From Where I Sit – The Right Choice

Sometimes a girl just has to drop everything and go. For people who are hard-wired like I am It’s far too easy to fight the urge to just be spontaneous.

We get bogged down with the crushing load of responsibility. How can any accountable farm wife leave home when there’s a crop to seed? The fact is, I’m the cook and the chauffeur, the parts runner and extra set of hands, not the actual farmer. How can any self-respecting adult leave home when the yard is abloom with dandelions and the first wave of flowerbed cleaning hasn’t been done (or really even started)? How can any conscientious Nana worth her salt leave when Grady’s been called up by the Mosquitoes to pitch? Or shot a thirty-nine to win third place in a golf tournament?

Yet, I did take off.
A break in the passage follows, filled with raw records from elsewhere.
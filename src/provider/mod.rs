//! Contract between the orchestrator and a realtime conversational provider.

pub mod openai;
#[cfg(test)]
pub(crate) mod testing;

use std::sync::Arc;

use async_trait::async_trait;
use futures::stream::BoxStream;
use serde_json::Value;

use crate::error::{Result, ServerError};
use crate::events::ConversationRole;
use crate::protocol::models::{AudioFormat, TurnDetection};

pub use openai::OpenAiRealtime;

/// Provider identity, exposed explicitly so callers never dig into a client.
#[derive(Debug, Clone, PartialEq, Eq)]
pub struct ProviderMetadata {
    pub provider: String,
    pub endpoint: String,
    pub model: String,
}

/// A function tool as announced to the provider.
#[derive(Debug, Clone, PartialEq)]
pub struct FunctionDescriptor {
    pub name: String,
    pub description: Option<String>,
    pub parameters: Value,
}

/// Fixed configuration of one provider session, applied once before the first
/// response is requested.
#[derive(Debug, Clone)]
pub struct SessionOptions {
    pub model: String,
    pub instructions: Option<String>,
    pub voice: Option<String>,
    pub input_audio_format: AudioFormat,
    pub output_audio_format: AudioFormat,
    pub turn_detection: Option<TurnDetection>,
    pub input_transcription_model: Option<String>,
    pub tools: Vec<FunctionDescriptor>,
}

impl SessionOptions {
    #[must_use]
    pub fn new(model: impl Into<String>) -> Self {
        Self {
            model: model.into(),
            instructions: None,
            voice: None,
            input_audio_format: AudioFormat::pcm_24khz(),
            output_audio_format: AudioFormat::pcm_24khz(),
            turn_detection: Some(TurnDetection::server_vad_default()),
            input_transcription_model: None,
            tools: Vec::new(),
        }
    }
}

/// Item injected into the provider's conversation.
#[derive(Debug, Clone, PartialEq, Eq)]
pub enum ConversationItem {
    Message {
        role: ConversationRole,
        content: Vec<String>,
    },
    FunctionOutput {
        call_id: String,
        output: String,
    },
}

/// A finished output item as reported by the provider.
#[derive(Debug, Clone, Default, PartialEq, Eq)]
pub struct FinishedItem {
    pub item_id: Option<String>,
    pub function_name: Option<String>,
    pub call_id: Option<String>,
    pub arguments: Option<String>,
}

impl FinishedItem {
    /// Function name, if present and non-empty.
    #[must_use]
    pub fn function_name(&self) -> Option<&str> {
        self.function_name.as_deref().filter(|name| !name.is_empty())
    }
}

/// Streaming update from a provider session.
#[derive(Debug, Clone)]
pub enum ProviderUpdate {
    SessionConfigured,
    PartDelta {
        item_id: Option<String>,
        output_index: u32,
        content_index: u32,
        audio: Option<Vec<u8>>,
        transcript: Option<String>,
        text: Option<String>,
        function_arguments: Option<String>,
    },
    InputSpeechStarted {
        item_id: Option<String>,
        audio_start_ms: u32,
    },
    InputSpeechStopped {
        item_id: Option<String>,
        audio_end_ms: u32,
    },
    InputTranscriptionFinished {
        item_id: Option<String>,
        content_index: u32,
        transcript: String,
    },
    OutputTranscriptionFinished {
        item_id: Option<String>,
        output_index: u32,
        content_index: u32,
        transcript: String,
    },
    ItemFinished {
        output_index: u32,
        item: FinishedItem,
    },
    ResponseFinished {
        response_id: Option<String>,
        items: Vec<FinishedItem>,
        usage: Option<Value>,
    },
    Error {
        error: ServerError,
    },
    Other {
        kind: String,
    },
}

/// Field-less tag of a [`ProviderUpdate`], used to key handler registrations.
#[derive(Debug, Clone, Copy, PartialEq, Eq, Hash)]
pub enum UpdateKind {
    SessionConfigured,
    PartDelta,
    InputSpeechStarted,
    InputSpeechStopped,
    InputTranscriptionFinished,
    OutputTranscriptionFinished,
    ItemFinished,
    ResponseFinished,
    Error,
    Other,
}

impl UpdateKind {
    #[must_use]
    pub const fn as_str(self) -> &'static str {
        match self {
            Self::SessionConfigured => "session_configured",
            Self::PartDelta => "part_delta",
            Self::InputSpeechStarted => "input_speech_started",
            Self::InputSpeechStopped => "input_speech_stopped",
            Self::InputTranscriptionFinished => "input_transcription_finished",
            Self::OutputTranscriptionFinished => "output_transcription_finished",
            Self::ItemFinished => "item_finished",
            Self::ResponseFinished => "response_finished",
            Self::Error => "error",
            Self::Other => "other",
        }
    }
}

impl std::fmt::Display for UpdateKind {
    fn fmt(&self, f: &mut std::fmt::Formatter<'_>) -> std::fmt::Result {
        f.write_str(self.as_str())
    }
}

impl ProviderUpdate {
    #[must_use]
    pub const fn kind(&self) -> UpdateKind {
        match self {
            Self::SessionConfigured => UpdateKind::SessionConfigured,
            Self::PartDelta { .. } => UpdateKind::PartDelta,
            Self::InputSpeechStarted { .. } => UpdateKind::InputSpeechStarted,
            Self::InputSpeechStopped { .. } => UpdateKind::InputSpeechStopped,
            Self::InputTranscriptionFinished { .. } => UpdateKind::InputTranscriptionFinished,
            Self::OutputTranscriptionFinished { .. } => UpdateKind::OutputTranscriptionFinished,
            Self::ItemFinished { .. } => UpdateKind::ItemFinished,
            Self::ResponseFinished { .. } => UpdateKind::ResponseFinished,
            Self::Error { .. } => UpdateKind::Error,
            Self::Other { .. } => UpdateKind::Other,
        }
    }
}

/// Commands accepted by a live session. Shared between the loops of one
/// orchestrator, so every method takes `&self`.
#[async_trait]
pub trait SessionCommands: Send + Sync {
    async fn send_audio(&self, audio: &[u8]) -> Result<()>;

    async fn add_item(&self, item: ConversationItem) -> Result<()>;

    async fn start_response(&self) -> Result<()>;

    /// Close the underlying connection. Further commands fail.
    async fn close(&self) -> Result<()>;
}

pub type UpdateStream = BoxStream<'static, Result<ProviderUpdate>>;

/// A started session: the command handle plus its single-consumer update stream.
pub struct ProviderSession {
    pub commands: Arc<dyn SessionCommands>,
    pub updates: UpdateStream,
}

impl std::fmt::Debug for ProviderSession {
    fn fmt(&self, f: &mut std::fmt::Formatter<'_>) -> std::fmt::Result {
        f.debug_struct("ProviderSession").finish_non_exhaustive()
    }
}

#[async_trait]
pub trait RealtimeProvider: Send + Sync {
    fn metadata(&self) -> ProviderMetadata;

    /// Open and configure a session.
    ///
    /// # Errors
    /// Returns an error if the connection or the initial configuration fails.
    async fn start_session(&self, options: &SessionOptions) -> Result<ProviderSession>;
}

#[cfg(test)]
mod tests {
    use super::*;

    #[test]
    fn empty_function_names_do_not_count() {
        let item = FinishedItem {
            function_name: Some(String::new()),
            ..FinishedItem::default()
        };
        assert_eq!(item.function_name(), None);

        let item = FinishedItem {
            function_name: Some("BookRoom".to_string()),
            ..FinishedItem::default()
        };
        assert_eq!(item.function_name(), Some("BookRoom"));
    }

    #[test]
    fn update_kinds_match_variants() {
        assert_eq!(ProviderUpdate::SessionConfigured.kind(), UpdateKind::SessionConfigured);
        let other = ProviderUpdate::Other {
            kind: "rate_limits.updated".to_string(),
        };
        assert_eq!(other.kind().to_string(), "other");
    }
}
I’d been itching for a solo road trip for some time. Ya know, one of those introvert-like behaviours. So, without inviting anyone to join me, I texted my sister in Hinton on Thursday and asked if I could visit Saturday-Sunday. The sort of quickie that avoids the phenomenon of ?guests, like fish starting to stink after three days.? Enough time to catch up without buggering up their routine or making me feel like an nuisance.

And so it was. The roads and weather were perfect. The traffic was manageable. If I’d truly wanted to get into my head, I wouldn’t have played audio book tapes all the way, all the time.

There’s just something wonderfully possible about filling a gas tank, packing road trip snacks, slapping on a pair of sunglasses, and hitting the open road. It’s possible to stop and restart at will, whenever the hell you want to. To ride in silence or crank up the tunes. To regulate cabin temperature. To travel whatever speed you choose to. To stop at garage sales or antique stores or pretty boutiques. To try off-the-beaten-path eateries.

I did none of that. But I could have. And That’s the beauty of a road trip.

It’s not like commuting to work or doing a parts run to a bigger, neighbouring town. Or keeping medical appointments in the city and shoe horning personal and/or fun errands in and around them, for efficiency’s sake. God knows, I’ve done thousands of those trips. Last week I did three one-hundred-kilometre round trips in less than fifteen hours for farm repairs, for heaven’s sake. Necessary, but not at all fun or relaxing.

So, my lovelies, if you have a chance to pack up the car and head somewhere with little or no agenda or deadline, grab it and go. Forget the house and yard. Forget the family obligations and must-dos. Set some boundaries (electrified razor-wire ten-foot tall barrier fencing) between you and the job, and just go. You may have to bear down and work like hell beforehand to make it happen, but so what. Sometimes just going for it is the right choice, from where I sit.